Pour aider les femmes afghanes, le Canada devra poursuivre le dialogue avec les talibans en 2023.

Mardi, les Afghanes ont perdu le droit de fréquenter l’université. De l’école primaire aux études supérieures, toutes les portes des établissements d’enseignement leur sont désormais fermées. C’est révoltant. En leur bloquant l’accès au savoir, c’est une brique de plus que les talibans ajoutent aux murs de leur prison. Les femmes afghanes n’ont presque plus de droits, les talibans leur retirent un à un malgré leurs promesses de l’an dernier.

Certains spécialistes de l’Afghanistan voient dans cette nouvelle interdiction aux femmes une provocation de la part des talibans pour attirer l’attention de la communauté internationale et forcer les gouvernements occidentaux à s’assoir et négocier avec eux. C’est une hypothèse qui se tient.

De toute manière, le Canada n’a pas vraiment le choix, il doit maintenir le dialogue même s’il le fait en se pinçant le nez. Car l’autre option aurait des conséquences encore plus graves. Couper les ponts avec le gouvernement taliban isolerait davantage les plus vulnérables qui sont déjà très isolés. Surtout les femmes.

PHOTO EBRAHIM NOROOZI, ASSOCIATED PRESS

Cette enseignante afghane classe des livres et des cahiers d’activités après la fermeture des classes annoncée, jeudi à Kaboul.

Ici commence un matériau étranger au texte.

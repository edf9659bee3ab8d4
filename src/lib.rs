//! Client for the juzu speaker diarization service.

pub mod client;
pub mod config;
pub mod error;
pub mod stream;
pub mod transport;

pub use client::Client;
pub use config::ClientConfig;
pub use error::{JuzuError, Result};
pub use service_protos as proto;
pub use service_protos::{
    diarization_config::Encoding, DiarizationConfig, DiarizationResponse, DiarizationResult,
    ListModelsResponse, Model, Segment, VersionResponse,
};
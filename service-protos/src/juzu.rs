//! Messages and stubs for package `cobaltspeech.juzu`.

/// The top-level message sent by the client for the `StreamingDiarize` call.
///
/// The first message of a call carries a `DiarizationConfig` only; every
/// following message carries non-empty `DiarizationAudio` only.
#[derive(Clone, PartialEq, ::prost::Message)]
pub struct StreamingDiarizeRequest {
    #[prost(oneof = "streaming_diarize_request::Request", tags = "1, 2")]
    pub request: ::core::option::Option<streaming_diarize_request::Request>,
}

/// Nested message and enum types in `StreamingDiarizeRequest`.
pub mod streaming_diarize_request {
    #[derive(Clone, PartialEq, ::prost::Oneof)]
    pub enum Request {
        #[prost(message, tag = "1")]
        Config(super::DiarizationConfig),
        #[prost(message, tag = "2")]
        Audio(super::DiarizationAudio),
    }
}

impl StreamingDiarizeRequest {
    /// Wraps a configuration as the handshake message of a call.
    pub fn config(config: DiarizationConfig) -> Self {
        Self {
            request: Some(streaming_diarize_request::Request::Config(config)),
        }
    }

    /// Wraps a chunk of audio bytes.
    pub fn audio(data: impl Into<Vec<u8>>) -> Self {
        Self {
            request: Some(streaming_diarize_request::Request::Audio(DiarizationAudio {
                data: data.into(),
            })),
        }
    }

    pub fn get_config(&self) -> Option<&DiarizationConfig> {
        match &self.request {
            Some(streaming_diarize_request::Request::Config(config)) => Some(config),
            _ => None,
        }
    }

    pub fn get_audio(&self) -> Option<&DiarizationAudio> {
        match &self.request {
            Some(streaming_diarize_request::Request::Audio(audio)) => Some(audio),
            _ => None,
        }
    }
}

Ce dialogue, il est déjà en cours. Le gouvernement canadien ne s’en vante pas trop, mais il a rencontré les représentants talibans à plusieurs reprises depuis la chute de Kaboul en août 2021. À 13 reprises plus précisément, si on se fie aux documents obtenus par la CBC en octobre dernier grâce à la loi d’accès à l’information. On y apprend que le haut fonctionnaire canadien en Afghanisan, l’ancien ambassadeur David Sproule, a défendu trois dossiers en particulier lors de ces rencontres qui ont eu lieu au Qatar : l’accès des femmes à l’éducation, la lutte contre le terrorisme et la sécurité des Afghans qui souhaitent quitter le pays.

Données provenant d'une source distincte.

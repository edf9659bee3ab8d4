//! gRPC implementation of the duplex stream halves.
//!
//! Requests flow through a bounded channel that tonic drains as the request
//! body; the call itself is started lazily by the first `recv`, which runs on
//! the collector while the feeder is already filling the channel. Servers may
//! hold back response headers until they have seen audio, so opening cannot
//! wait for them.
//!
//! A call that fails before the server answers was never started: its first
//! `recv` reports [`JuzuError::OpenFailed`], and whatever the feeder queued in
//! the meantime never reached the server.

use crate::error::{JuzuError, Result};
use crate::stream::{RequestSink, ResponseSource, StreamOpener};
use async_trait::async_trait;
use log::debug;
use service_protos::juzu_client::JuzuClient;
use service_protos::{DiarizationResponse, StreamingDiarizeRequest};
use std::future::Future;
use std::pin::Pin;
use tokio::sync::mpsc;
use tokio_stream::wrappers::ReceiverStream;
use tonic::transport::Channel;
use tonic::Streaming;

/// Requests buffered between the feeder and the HTTP/2 stream.
const REQUEST_BUFFER: usize = 16;

type PendingCall = Pin<
    Box<
        dyn Future<
                Output = std::result::Result<
                    tonic::Response<Streaming<DiarizationResponse>>,
                    tonic::Status,
                >,
            > + Send,
    >,
>;

/// Opens `StreamingDiarize` calls on a shared channel.
#[derive(Debug, Clone)]
pub struct GrpcStreamOpener {
    client: JuzuClient<Channel>,
}

impl GrpcStreamOpener {
    pub fn new(client: JuzuClient<Channel>) -> Self {
        Self { client }
    }
}

#[async_trait]
impl StreamOpener for GrpcStreamOpener {
    type Sink = GrpcRequestSink;
    type Source = GrpcResponseSource;

    async fn open(&mut self) -> Result<(GrpcRequestSink, GrpcResponseSource)> {
        let (tx, rx) = mpsc::channel(REQUEST_BUFFER);
        let mut client = self.client.clone();
        let call: PendingCall =
            Box::pin(async move { client.streaming_diarize(ReceiverStream::new(rx)).await });

        debug!("Prepared StreamingDiarize call");
        Ok((
            GrpcRequestSink { tx: Some(tx) },
            GrpcResponseSource {
                inbound: Inbound::Pending(call),
            },
        ))
    }
}

/// Outbound half. Half-closing drops the sender, which ends the request body.
pub struct GrpcRequestSink {
    tx: Option<mpsc::Sender<StreamingDiarizeRequest>>,
}

#[async_trait]
impl RequestSink for GrpcRequestSink {
    async fn send(&mut self, request: StreamingDiarizeRequest) -> Result<()> {
        let tx = self.tx.as_ref().ok_or(JuzuError::StreamClosed)?;
        // The receiver only goes away once the call has ended.
        tx.send(request).await.map_err(|_| JuzuError::StreamClosed)
    }

    async fn close_send(&mut self) -> Result<()> {
        if self.tx.take().is_some() {
            debug!("Half-closed StreamingDiarize call");
        }
        Ok(())
    }
}

enum Inbound {
    Pending(PendingCall),
    Open(Streaming<DiarizationResponse>),
    Finished,
}

/// Inbound half.
pub struct GrpcResponseSource {
    inbound: Inbound,
}

#[async_trait]
impl ResponseSource for GrpcResponseSource {
    async fn recv(&mut self) -> Result<Option<DiarizationResponse>> {
        loop {
            match &mut self.inbound {
                Inbound::Pending(call) => {
                    let result = call.await;
                    self.inbound = Inbound::Finished;
                    let streaming = result
                        .map_err(|status| JuzuError::OpenFailed(Box::new(status.into())))?
                        .into_inner();
                    debug!("StreamingDiarize call started");
                    self.inbound = Inbound::Open(streaming);
                }
                Inbound::Open(streaming) => {
                    let message = streaming.message().await;
                    if !matches!(message, Ok(Some(_))) {
                        self.inbound = Inbound::Finished;
                    }
                    return Ok(message?);
                }
                Inbound::Finished => return Ok(None),
            }
        }
    }
}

Le Canada doit garder les canaux de communication ouverts et poursuivre ce dialogue.

Car les grandes dénonciations publiques donnent peu de résultats si elles ne sont pas accompagnées de mesures concrètes. Oui, la communauté internationale doit s’indigner à haute voix lorsque les talibans restreignent les droits des femmes, mais ce n’est pas suffisant. Les pays occidentaux doivent aussi s’asseoir pour discuter avec ce gouvernement. Et appuyer les organisations humanitaires qui œuvrent auprès des Afghans.

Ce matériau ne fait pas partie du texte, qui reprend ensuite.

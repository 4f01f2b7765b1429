use gloo::timers::callback::Timeout;
use std::rc::Rc;
use wasm_bindgen_futures::spawn_local;
use yew::prelude::*;

use super::{
    catch::CatchScene, finale::FinalAct, gate::ContentGate, matching::MatchScene,
    opening::{CurtainOverlay, OpeningAct}, puzzle::PuzzleScene,
};
use crate::config::{Timings, default_props};
use crate::content::load_compliments;
use crate::model::{Act, Scene, ShowAction, ShowState};
use crate::util::{apply_body_layout, clog, cwarn, scroll_to_top};

const CENTERED_ACT: &str = "display:flex; flex-direction:column; justify-content:center; min-height:100vh;";

#[derive(Properties, PartialEq, Clone)]
struct SceneFrameProps {
    scene: Scene,
    title: AttrValue,
    visible: bool,
    proceed_enabled: bool,
    on_proceed: Callback<Scene>,
    #[prop_or_default]
    children: Html,
}

/// One scene of Act II with its "Mark Complete" control.
#[function_component(SceneFrame)]
fn scene_frame(props: &SceneFrameProps) -> Html {
    let scene = props.scene;
    let onclick = {
        let on_proceed = props.on_proceed.clone();
        Callback::from(move |_: MouseEvent| on_proceed.emit(scene))
    };
    html! {
        <div id={scene.dom_id()} class={classes!("scene", (!props.visible).then_some("hidden"))}>
            <h2>{ props.title.clone() }</h2>
            { props.children.clone() }
            <div class="controls">
                <button
                    id={format!("s{}-complete", scene.index() + 1)}
                    class="small"
                    disabled={!props.proceed_enabled}
                    {onclick}
                >
                    {"Mark Complete"}
                </button>
            </div>
        </div>
    }
}

#[function_component(App)]
pub fn app() -> Html {
    let show = use_reducer(ShowState::new);
    let timings = Timings::default();
    let shaking = use_state(|| false);
    let compliments = use_state(|| None::<Rc<Vec<String>>>);
    let props_kinds = use_memo((), |_| default_props());
    let act2_timer = use_mut_ref(|| None::<Timeout>);
    let mounted_at = *use_state(js_sys::Date::now);

    // Layout and scroll follow every act change
    {
        let stage = show.stage;
        let layout = show.body_layout();
        use_effect_with(show.layout_epoch, move |_| {
            if let Err(e) = apply_body_layout(layout) {
                cwarn(&format!("show: {}", e));
            }
            scroll_to_top();
            clog(&format!("show: {} (+{:.0} ms)", stage, js_sys::Date::now() - mounted_at));
            || ()
        });
    }

    // Compliments load once Act II begins
    {
        let compliments = compliments.clone();
        use_effect_with(show.games_started, move |started| {
            if *started {
                spawn_local(async move {
                    compliments.set(Some(Rc::new(load_compliments().await)));
                });
            }
            || ()
        });
    }

    let on_shake = {
        let shaking = shaking.clone();
        Callback::from(move |on: bool| shaking.set(on))
    };
    let on_open = {
        let show = show.clone();
        Callback::from(move |_: ()| show.dispatch(ShowAction::OpenCurtain))
    };
    let on_start = {
        let show = show.clone();
        let act2_timer = act2_timer.clone();
        let delay = timings.act2_delay_ms;
        Callback::from(move |_: ()| {
            let show = show.clone();
            *act2_timer.borrow_mut() = Some(Timeout::new(delay, move || {
                show.dispatch(ShowAction::EnterPlayful)
            }));
        })
    };
    let on_proceed = {
        let show = show.clone();
        Callback::from(move |scene: Scene| show.dispatch(ShowAction::Proceed(scene)))
    };
    let scene_done = |scene: Scene| {
        let show = show.clone();
        Callback::from(move |_: ()| show.dispatch(ShowAction::SceneComplete(scene)))
    };
    let on_gate_finish = {
        let show = show.clone();
        Callback::from(move |_: ()| show.dispatch(ShowAction::GateFinished))
    };

    let act_class = |act: Act| classes!("act", (!show.act_visible(act)).then_some("hidden"));
    let act_style = |act: Act| show.centers_act(act).then_some(CENTERED_ACT);
    let frame = |scene: Scene, title: &'static str, body: Html| {
        html! {
            <SceneFrame
                {scene}
                title={title}
                visible={show.scene_visible(scene)}
                proceed_enabled={show.proceed_enabled(scene)}
                on_proceed={on_proceed.clone()}
            >
                { body }
            </SceneFrame>
        }
    };

    let games = show.games_started;
    html! {
        <>
            <CurtainOverlay open={show.curtain_open} shaking={*shaking} />
            <section id={Act::Opening.dom_id()} class={act_class(Act::Opening)} style={act_style(Act::Opening)}>
                <OpeningAct {timings} {on_shake} {on_open} {on_start} />
            </section>

            <section id={Act::Playful.dom_id()} class={act_class(Act::Playful)} style={act_style(Act::Playful)}>
                <div class="stage-header">{"Act II — The Playful Acts"}</div>
                { frame(Scene::Puzzle, "Scene 1 — The Puppy Puzzle", if games {
                    html! { <PuzzleScene {timings} on_complete={scene_done(Scene::Puzzle)} /> }
                } else { html! {} }) }
                { frame(Scene::Match, "Scene 2 — The Ensemble Cast (Matching Game)", if games {
                    html! { <MatchScene {timings} on_complete={scene_done(Scene::Match)} /> }
                } else { html! {} }) }
                { frame(Scene::Catch, "Scene 3 — Backstage Chaos (Catch Props)", if games {
                    html! {
                        <CatchScene
                            {timings}
                            prop_kinds={props_kinds.clone()}
                            compliments={(*compliments).clone()}
                            on_complete={scene_done(Scene::Catch)}
                        />
                    }
                } else { html! {} }) }
            </section>

            <section id={Act::Question.dom_id()} class={act_class(Act::Question)} style={act_style(Act::Question)}>
                <div class="stage-header">{"Act III — A Question Waiting to Be Asked"}</div>
                if show.gate_started {
                    <ContentGate on_finish={on_gate_finish} />
                }
            </section>

            <section id={Act::Finale.dom_id()} class={act_class(Act::Finale)} style={act_style(Act::Finale)}>
                if show.act_visible(Act::Finale) {
                    <FinalAct {timings} />
                }
            </section>
        </>
    }
}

À ce sujet, certains signes portent à croire que la position du Canada a évolué.

Dans sa formulation actuelle, notre loi antiterroriste bloque l’intervention des organisations humanitaires canadiennes qui risquent d’être accusées au criminel de « faire affaire » avec le gouvernement taliban. Deux comités, aux Communes et au Sénat, ont dénoncé la rigidité de cette réglementation. Il semble que leur voix a été entendue. La semaine dernière, le ministre du Développement international, Harjit Sajjan, a annoncé que la Loi pourrait être modifiée dès le printemps prochain. Ce n’est pas trop tôt. Plusieurs pays occidentaux l’ont déjà fait.

Mais il faudra aller encore plus loin. Les pragmatiques estiment qu’il faut s’entendre avec les talibans sur certains objectifs précis comme le droit des femmes à travailler et à étudier. C’est l’opinion, entre autres, de Nipa Banerjee, autrefois responsable de l’aide et du développement à l’ambassade du Canada en Afghanistan. Mme Banerjee, aujourd’hui chercheuse à l’Université d’Ottawa, a travaillé sous les ambassadeurs Chris Martin et David Sproule. Selon elle, il faut fixer avec les talibans des objectifs clairs dont on pourra mesurer le progrès de façon concrète. Elle prône la politique des petits pas : d’abord l’école primaire, puis secondaire, et ensuite l’université.

Mme Banerjee croit aussi fermement à l’autonomisation économique des femmes par l’entremise de programmes de microcrédit ou d’emploi à domicile : « J’ai vu les résultats de tels programmes au Bangladesh et je crois qu’on pourrait les déployer dans les régions rurales de l’Afghanistan », nous a-t-elle expliqué lors d’un entretien téléphonique.

Le Canada ne doit pas laisser tomber les Afghanes. Les droits des femmes sont le fer de lance de la politique internationale canadienne. Voilà l’occasion de mettre nos beaux principes en pratique.